_Your instructions:_ Your task is to copy the lines of the data below from the line holding "attempts per text" through the line holding "impl Default for RetryPolicy", inclusive, exactly and with nothing added.

─── Data to examine ───

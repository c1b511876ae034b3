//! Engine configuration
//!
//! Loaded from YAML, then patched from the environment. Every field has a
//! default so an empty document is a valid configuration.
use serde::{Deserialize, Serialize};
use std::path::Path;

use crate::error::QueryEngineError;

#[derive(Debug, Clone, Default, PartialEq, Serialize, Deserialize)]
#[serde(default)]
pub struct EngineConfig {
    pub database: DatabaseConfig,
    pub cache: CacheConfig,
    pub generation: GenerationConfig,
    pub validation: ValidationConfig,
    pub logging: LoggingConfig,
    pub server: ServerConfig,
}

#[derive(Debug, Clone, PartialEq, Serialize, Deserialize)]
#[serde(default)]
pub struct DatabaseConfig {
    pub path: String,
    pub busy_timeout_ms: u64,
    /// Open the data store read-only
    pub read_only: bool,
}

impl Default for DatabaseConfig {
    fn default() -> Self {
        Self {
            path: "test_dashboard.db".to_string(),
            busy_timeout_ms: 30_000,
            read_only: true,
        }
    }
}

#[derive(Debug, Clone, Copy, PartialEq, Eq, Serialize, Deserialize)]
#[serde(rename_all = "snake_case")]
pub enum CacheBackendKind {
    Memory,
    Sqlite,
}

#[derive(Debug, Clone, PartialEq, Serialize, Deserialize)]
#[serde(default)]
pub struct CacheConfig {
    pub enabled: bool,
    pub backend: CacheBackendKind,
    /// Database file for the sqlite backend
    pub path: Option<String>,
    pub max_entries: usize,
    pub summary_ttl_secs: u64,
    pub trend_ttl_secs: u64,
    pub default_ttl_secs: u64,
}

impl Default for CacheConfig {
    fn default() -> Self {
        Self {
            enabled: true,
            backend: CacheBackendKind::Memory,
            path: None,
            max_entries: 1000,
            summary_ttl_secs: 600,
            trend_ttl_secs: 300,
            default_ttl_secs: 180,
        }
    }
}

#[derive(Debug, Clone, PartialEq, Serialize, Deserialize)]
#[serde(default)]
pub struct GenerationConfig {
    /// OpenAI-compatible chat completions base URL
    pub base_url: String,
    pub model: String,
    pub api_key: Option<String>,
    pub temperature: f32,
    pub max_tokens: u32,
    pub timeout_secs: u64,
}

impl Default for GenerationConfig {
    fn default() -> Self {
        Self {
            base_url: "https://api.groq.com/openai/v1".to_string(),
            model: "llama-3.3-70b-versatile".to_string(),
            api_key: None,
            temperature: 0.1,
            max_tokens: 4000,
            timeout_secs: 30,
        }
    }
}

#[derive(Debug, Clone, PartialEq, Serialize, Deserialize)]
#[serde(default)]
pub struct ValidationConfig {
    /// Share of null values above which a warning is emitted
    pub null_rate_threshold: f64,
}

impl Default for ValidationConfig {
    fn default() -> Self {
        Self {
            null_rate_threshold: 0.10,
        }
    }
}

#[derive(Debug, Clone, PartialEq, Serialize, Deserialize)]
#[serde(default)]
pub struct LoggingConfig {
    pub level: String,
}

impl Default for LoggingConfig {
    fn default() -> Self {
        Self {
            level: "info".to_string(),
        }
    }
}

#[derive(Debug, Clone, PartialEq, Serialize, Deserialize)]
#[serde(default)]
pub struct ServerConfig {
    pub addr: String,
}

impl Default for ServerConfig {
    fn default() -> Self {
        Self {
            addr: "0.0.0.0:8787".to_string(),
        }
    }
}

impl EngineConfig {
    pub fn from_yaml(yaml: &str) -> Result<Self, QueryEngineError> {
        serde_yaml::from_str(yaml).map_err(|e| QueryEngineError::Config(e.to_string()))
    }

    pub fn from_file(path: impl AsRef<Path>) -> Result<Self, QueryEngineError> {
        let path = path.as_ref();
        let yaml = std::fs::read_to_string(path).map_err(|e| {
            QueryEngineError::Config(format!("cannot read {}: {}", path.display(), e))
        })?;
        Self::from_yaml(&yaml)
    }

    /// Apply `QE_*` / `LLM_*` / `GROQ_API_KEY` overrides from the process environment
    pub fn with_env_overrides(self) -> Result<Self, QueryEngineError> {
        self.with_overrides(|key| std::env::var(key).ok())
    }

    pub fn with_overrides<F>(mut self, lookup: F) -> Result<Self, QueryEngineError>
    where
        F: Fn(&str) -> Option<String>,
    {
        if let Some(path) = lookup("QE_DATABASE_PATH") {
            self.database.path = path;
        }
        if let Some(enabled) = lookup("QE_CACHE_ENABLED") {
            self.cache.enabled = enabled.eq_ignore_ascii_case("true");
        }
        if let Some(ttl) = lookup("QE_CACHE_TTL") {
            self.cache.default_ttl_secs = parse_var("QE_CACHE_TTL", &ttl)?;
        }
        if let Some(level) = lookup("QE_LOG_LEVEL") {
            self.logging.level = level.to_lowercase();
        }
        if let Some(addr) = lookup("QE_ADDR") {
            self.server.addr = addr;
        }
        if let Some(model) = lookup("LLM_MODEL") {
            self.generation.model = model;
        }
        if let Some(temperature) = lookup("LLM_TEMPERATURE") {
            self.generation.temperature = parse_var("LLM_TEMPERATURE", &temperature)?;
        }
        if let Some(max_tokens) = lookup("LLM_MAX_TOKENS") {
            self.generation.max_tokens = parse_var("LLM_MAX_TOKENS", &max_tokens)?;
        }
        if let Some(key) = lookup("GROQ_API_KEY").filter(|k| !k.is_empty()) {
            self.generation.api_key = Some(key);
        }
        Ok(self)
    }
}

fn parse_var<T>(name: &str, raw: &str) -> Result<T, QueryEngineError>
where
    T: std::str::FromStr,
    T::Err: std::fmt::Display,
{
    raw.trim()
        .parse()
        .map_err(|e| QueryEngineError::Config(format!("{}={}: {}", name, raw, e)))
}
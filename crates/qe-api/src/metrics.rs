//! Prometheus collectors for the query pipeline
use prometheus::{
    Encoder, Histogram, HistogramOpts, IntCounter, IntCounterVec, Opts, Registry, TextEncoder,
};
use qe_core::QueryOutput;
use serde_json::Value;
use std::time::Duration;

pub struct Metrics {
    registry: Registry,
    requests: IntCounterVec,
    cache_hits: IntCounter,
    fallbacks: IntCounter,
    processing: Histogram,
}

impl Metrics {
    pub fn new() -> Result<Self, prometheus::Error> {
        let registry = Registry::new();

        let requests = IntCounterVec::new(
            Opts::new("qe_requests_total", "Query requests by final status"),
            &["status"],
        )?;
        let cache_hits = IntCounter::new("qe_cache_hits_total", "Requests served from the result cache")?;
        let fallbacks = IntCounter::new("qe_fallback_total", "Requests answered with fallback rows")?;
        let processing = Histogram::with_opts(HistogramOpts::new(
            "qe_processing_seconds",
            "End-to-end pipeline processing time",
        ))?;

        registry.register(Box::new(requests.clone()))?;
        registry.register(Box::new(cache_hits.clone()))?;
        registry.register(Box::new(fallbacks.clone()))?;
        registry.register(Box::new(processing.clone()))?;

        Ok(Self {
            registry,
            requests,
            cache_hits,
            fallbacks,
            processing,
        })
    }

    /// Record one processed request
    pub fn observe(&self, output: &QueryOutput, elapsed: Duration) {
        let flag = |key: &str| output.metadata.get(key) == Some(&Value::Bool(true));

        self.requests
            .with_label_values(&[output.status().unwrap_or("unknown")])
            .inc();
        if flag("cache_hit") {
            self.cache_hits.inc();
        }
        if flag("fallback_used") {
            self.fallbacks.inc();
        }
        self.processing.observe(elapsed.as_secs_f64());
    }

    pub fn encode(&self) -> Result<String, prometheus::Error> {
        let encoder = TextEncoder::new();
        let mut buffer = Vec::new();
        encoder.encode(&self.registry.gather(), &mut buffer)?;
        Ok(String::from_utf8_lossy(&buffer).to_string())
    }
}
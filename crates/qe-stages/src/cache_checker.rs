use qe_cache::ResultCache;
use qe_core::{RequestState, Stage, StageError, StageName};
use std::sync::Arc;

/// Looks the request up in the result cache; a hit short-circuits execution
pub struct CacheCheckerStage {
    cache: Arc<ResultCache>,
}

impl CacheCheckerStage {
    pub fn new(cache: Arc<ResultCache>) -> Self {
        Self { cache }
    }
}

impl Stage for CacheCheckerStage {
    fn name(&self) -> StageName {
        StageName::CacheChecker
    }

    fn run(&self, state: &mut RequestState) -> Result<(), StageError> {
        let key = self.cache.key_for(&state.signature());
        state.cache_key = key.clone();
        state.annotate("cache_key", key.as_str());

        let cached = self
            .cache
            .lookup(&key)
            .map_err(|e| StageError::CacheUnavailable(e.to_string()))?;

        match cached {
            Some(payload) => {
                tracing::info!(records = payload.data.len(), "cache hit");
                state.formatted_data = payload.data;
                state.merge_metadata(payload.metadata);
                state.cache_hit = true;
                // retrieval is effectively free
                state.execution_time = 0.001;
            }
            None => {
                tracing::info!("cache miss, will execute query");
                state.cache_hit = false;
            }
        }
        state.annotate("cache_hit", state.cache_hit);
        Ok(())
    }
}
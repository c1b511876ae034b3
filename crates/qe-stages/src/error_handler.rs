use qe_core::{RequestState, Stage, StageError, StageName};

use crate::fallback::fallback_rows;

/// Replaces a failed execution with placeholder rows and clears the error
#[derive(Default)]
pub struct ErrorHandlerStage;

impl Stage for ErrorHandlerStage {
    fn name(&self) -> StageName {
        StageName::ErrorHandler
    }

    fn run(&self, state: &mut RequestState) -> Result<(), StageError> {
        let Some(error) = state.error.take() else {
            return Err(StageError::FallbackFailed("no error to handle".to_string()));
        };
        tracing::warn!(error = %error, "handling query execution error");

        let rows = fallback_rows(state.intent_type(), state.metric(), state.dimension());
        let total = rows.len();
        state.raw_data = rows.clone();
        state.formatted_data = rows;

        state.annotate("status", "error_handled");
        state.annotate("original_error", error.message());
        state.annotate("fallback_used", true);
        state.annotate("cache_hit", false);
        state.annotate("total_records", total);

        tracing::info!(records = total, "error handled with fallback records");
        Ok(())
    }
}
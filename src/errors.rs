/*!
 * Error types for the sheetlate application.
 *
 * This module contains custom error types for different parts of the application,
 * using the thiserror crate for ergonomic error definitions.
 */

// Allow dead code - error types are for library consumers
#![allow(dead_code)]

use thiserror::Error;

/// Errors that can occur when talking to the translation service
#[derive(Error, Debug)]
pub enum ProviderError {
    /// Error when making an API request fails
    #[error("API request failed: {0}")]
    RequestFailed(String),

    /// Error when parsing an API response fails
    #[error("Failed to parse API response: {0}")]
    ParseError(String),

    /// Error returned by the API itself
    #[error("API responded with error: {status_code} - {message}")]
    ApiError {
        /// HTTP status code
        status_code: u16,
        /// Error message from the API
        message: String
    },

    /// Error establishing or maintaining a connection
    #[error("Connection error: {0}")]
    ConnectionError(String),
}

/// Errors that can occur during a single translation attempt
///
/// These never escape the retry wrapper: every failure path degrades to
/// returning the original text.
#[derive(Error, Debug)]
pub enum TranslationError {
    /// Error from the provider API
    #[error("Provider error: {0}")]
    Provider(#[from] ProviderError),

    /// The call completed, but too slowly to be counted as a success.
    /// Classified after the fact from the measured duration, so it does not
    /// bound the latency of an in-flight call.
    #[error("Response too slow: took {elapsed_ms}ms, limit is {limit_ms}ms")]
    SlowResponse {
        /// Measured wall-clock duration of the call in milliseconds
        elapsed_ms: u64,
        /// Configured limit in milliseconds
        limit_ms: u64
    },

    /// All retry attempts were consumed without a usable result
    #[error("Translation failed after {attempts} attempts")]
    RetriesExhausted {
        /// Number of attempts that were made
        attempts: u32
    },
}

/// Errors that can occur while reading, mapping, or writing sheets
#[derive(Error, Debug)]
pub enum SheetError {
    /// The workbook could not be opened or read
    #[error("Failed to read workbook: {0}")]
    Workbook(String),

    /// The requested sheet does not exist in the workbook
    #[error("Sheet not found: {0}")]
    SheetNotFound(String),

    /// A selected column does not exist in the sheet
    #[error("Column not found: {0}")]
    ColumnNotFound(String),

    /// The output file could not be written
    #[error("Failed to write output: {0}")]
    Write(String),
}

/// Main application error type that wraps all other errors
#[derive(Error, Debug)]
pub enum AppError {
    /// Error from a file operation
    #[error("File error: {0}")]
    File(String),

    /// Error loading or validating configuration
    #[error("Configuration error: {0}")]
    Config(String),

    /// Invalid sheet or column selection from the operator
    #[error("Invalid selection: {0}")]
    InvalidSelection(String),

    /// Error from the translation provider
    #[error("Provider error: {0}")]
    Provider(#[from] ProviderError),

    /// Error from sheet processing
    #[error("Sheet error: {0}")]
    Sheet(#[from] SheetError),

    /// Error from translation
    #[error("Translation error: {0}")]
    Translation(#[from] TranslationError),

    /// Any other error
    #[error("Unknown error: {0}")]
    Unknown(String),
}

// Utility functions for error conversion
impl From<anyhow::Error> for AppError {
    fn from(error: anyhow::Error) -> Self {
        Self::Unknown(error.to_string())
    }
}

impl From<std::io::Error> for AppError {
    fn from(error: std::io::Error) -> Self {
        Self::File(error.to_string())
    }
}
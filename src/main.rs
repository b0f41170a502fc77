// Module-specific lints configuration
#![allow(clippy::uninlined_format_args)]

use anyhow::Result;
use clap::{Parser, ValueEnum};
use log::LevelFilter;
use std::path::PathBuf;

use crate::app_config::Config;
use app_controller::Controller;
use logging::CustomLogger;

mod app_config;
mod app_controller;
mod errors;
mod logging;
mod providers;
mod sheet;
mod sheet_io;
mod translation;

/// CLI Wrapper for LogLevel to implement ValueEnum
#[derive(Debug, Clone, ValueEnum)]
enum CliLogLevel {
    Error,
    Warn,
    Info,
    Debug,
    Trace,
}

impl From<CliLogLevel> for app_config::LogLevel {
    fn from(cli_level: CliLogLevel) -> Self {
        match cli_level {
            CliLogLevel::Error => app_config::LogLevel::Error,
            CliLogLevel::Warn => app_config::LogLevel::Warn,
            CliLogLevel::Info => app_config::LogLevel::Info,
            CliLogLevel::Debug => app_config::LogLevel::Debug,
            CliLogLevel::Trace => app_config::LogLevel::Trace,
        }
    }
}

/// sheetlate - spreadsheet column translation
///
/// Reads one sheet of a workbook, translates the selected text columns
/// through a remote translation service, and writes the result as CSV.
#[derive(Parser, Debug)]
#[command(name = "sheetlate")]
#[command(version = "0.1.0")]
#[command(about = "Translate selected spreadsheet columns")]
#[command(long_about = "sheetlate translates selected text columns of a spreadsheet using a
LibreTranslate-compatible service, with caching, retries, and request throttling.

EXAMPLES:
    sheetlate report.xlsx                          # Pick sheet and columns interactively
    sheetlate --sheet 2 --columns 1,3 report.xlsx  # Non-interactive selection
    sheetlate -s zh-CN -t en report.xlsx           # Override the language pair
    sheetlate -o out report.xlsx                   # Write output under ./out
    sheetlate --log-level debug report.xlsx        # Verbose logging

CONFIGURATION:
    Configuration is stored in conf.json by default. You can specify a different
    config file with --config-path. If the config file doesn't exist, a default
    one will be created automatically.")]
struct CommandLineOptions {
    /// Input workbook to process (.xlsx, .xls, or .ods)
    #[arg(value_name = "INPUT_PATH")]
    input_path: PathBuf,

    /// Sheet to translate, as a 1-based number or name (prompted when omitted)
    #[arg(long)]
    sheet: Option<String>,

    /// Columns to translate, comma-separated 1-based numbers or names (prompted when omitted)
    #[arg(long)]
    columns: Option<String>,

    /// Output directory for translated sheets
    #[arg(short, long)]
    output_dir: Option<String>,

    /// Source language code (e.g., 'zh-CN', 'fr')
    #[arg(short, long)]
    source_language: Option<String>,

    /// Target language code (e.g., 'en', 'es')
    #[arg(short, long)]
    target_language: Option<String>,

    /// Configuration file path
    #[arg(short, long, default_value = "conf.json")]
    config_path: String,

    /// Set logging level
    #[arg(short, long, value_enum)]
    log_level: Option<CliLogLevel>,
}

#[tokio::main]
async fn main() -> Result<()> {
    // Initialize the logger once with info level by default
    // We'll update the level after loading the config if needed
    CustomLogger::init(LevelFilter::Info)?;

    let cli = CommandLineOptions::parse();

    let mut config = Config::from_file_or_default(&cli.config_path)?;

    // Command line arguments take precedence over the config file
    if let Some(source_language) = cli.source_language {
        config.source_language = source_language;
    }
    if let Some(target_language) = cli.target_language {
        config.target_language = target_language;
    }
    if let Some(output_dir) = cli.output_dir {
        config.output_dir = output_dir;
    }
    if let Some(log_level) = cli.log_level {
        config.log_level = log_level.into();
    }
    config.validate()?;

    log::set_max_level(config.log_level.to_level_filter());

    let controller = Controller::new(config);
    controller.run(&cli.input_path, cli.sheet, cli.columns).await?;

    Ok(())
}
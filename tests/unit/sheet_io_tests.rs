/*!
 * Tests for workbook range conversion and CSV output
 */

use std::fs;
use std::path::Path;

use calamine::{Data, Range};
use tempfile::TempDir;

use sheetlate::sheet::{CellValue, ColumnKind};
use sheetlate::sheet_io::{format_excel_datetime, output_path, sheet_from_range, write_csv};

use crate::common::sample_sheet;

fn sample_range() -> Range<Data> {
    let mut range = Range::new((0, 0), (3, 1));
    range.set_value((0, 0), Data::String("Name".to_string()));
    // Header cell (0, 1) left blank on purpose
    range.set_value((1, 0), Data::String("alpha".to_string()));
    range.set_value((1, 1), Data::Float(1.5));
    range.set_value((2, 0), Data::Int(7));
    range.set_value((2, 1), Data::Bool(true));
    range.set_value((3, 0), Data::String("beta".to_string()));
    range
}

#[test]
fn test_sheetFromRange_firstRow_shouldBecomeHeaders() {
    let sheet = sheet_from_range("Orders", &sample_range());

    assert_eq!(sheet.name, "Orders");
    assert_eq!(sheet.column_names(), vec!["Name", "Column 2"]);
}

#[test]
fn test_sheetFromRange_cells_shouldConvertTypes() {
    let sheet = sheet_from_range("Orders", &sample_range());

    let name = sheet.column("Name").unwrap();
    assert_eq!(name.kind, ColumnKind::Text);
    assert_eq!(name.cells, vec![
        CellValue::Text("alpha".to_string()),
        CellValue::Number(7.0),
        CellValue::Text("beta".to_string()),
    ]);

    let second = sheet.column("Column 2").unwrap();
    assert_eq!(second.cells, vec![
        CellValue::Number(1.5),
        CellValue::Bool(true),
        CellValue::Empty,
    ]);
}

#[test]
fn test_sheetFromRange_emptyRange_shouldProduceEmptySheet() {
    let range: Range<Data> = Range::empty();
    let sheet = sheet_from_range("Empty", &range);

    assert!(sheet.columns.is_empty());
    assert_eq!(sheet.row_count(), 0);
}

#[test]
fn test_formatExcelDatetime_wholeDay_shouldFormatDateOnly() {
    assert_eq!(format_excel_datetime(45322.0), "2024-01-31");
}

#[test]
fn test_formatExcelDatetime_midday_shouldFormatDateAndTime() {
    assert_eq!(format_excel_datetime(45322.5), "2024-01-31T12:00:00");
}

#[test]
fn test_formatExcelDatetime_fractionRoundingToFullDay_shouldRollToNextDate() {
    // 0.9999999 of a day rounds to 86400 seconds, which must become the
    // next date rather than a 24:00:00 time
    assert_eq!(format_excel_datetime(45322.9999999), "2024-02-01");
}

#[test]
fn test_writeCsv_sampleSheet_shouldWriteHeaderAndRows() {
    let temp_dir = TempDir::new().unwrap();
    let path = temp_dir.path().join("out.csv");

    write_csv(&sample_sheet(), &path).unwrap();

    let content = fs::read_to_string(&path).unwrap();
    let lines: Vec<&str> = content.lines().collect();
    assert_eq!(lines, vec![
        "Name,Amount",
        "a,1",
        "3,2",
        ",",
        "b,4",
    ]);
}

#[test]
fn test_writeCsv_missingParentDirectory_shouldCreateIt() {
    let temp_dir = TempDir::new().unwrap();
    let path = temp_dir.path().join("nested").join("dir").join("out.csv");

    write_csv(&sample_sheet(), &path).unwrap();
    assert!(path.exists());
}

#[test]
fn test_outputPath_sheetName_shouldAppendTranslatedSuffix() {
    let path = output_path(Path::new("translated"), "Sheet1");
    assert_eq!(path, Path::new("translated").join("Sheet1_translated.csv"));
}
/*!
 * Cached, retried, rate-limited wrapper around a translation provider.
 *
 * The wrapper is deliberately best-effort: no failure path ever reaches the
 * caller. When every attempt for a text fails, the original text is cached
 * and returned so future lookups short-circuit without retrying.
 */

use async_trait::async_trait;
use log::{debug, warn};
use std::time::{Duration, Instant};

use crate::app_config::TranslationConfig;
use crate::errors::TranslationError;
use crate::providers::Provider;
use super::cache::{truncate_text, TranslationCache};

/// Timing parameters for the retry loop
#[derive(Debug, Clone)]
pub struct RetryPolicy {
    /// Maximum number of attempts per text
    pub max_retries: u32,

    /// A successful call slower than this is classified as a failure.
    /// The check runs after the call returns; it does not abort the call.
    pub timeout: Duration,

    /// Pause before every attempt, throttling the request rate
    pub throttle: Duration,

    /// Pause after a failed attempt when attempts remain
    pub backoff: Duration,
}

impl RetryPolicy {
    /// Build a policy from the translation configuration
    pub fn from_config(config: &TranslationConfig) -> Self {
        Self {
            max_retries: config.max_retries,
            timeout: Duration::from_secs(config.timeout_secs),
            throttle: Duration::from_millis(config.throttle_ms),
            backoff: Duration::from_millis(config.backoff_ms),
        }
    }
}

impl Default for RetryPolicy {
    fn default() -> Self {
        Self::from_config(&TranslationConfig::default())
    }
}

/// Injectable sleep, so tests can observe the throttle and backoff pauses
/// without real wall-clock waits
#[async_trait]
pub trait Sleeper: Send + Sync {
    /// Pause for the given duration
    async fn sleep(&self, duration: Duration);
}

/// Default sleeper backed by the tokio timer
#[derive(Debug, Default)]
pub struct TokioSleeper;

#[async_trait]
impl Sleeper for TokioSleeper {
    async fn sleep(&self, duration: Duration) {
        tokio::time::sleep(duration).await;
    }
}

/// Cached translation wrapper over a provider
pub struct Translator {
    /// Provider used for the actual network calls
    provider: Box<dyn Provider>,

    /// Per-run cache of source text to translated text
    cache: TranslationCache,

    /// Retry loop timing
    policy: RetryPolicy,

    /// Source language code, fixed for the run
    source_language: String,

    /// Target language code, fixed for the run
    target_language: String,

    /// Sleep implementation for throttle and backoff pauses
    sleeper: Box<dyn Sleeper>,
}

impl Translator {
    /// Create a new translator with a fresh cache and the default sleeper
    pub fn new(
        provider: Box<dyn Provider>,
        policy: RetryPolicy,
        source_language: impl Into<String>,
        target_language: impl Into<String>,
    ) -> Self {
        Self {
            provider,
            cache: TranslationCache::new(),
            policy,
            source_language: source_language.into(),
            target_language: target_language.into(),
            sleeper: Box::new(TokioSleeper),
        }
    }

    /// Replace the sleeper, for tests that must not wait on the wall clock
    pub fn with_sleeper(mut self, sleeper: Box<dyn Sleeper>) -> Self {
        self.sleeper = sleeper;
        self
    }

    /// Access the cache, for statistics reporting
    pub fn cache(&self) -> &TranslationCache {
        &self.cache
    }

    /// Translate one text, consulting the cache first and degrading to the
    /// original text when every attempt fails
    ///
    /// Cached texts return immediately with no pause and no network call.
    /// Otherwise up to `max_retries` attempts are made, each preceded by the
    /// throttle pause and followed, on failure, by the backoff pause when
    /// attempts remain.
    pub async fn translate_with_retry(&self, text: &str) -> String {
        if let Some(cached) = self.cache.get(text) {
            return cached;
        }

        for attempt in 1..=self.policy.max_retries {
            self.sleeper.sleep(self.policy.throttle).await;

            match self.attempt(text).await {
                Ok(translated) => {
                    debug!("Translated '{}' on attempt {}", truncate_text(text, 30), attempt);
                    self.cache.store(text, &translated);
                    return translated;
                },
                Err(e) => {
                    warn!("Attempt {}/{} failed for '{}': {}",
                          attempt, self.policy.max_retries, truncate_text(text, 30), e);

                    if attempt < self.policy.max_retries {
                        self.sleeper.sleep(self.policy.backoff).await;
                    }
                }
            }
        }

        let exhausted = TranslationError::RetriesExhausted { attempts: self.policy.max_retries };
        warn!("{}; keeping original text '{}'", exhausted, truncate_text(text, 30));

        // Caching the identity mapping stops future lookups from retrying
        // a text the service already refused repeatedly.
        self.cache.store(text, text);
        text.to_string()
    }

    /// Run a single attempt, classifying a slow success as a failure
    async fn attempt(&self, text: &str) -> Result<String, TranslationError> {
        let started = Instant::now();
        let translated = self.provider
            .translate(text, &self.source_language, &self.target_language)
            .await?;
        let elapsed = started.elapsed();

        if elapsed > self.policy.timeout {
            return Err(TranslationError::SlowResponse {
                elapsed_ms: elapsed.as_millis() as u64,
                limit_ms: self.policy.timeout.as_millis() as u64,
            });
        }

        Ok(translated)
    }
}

───

_Answer for the task:_
    /// Maximum number of attempts per text
    pub max_retries: u32,

    /// A successful call slower than this is classified as a failure.
    /// The check runs after the call returns; it does not abort the call.
    pub timeout: Duration,

    /// Pause before every attempt, throttling the request rate
    pub throttle: Duration,

    /// Pause after a failed attempt when attempts remain
    pub backoff: Duration,
}

impl RetryPolicy {
    /// Build a policy from the translation configuration
    pub fn from_config(config: &TranslationConfig) -> Self {
        Self {
            max_retries: config.max_retries,
            timeout: Duration::from_secs(config.timeout_secs),
            throttle: Duration::from_millis(config.throttle_ms),
            backoff: Duration::from_millis(config.backoff_ms),
        }
    }
}

impl Default for RetryPolicy {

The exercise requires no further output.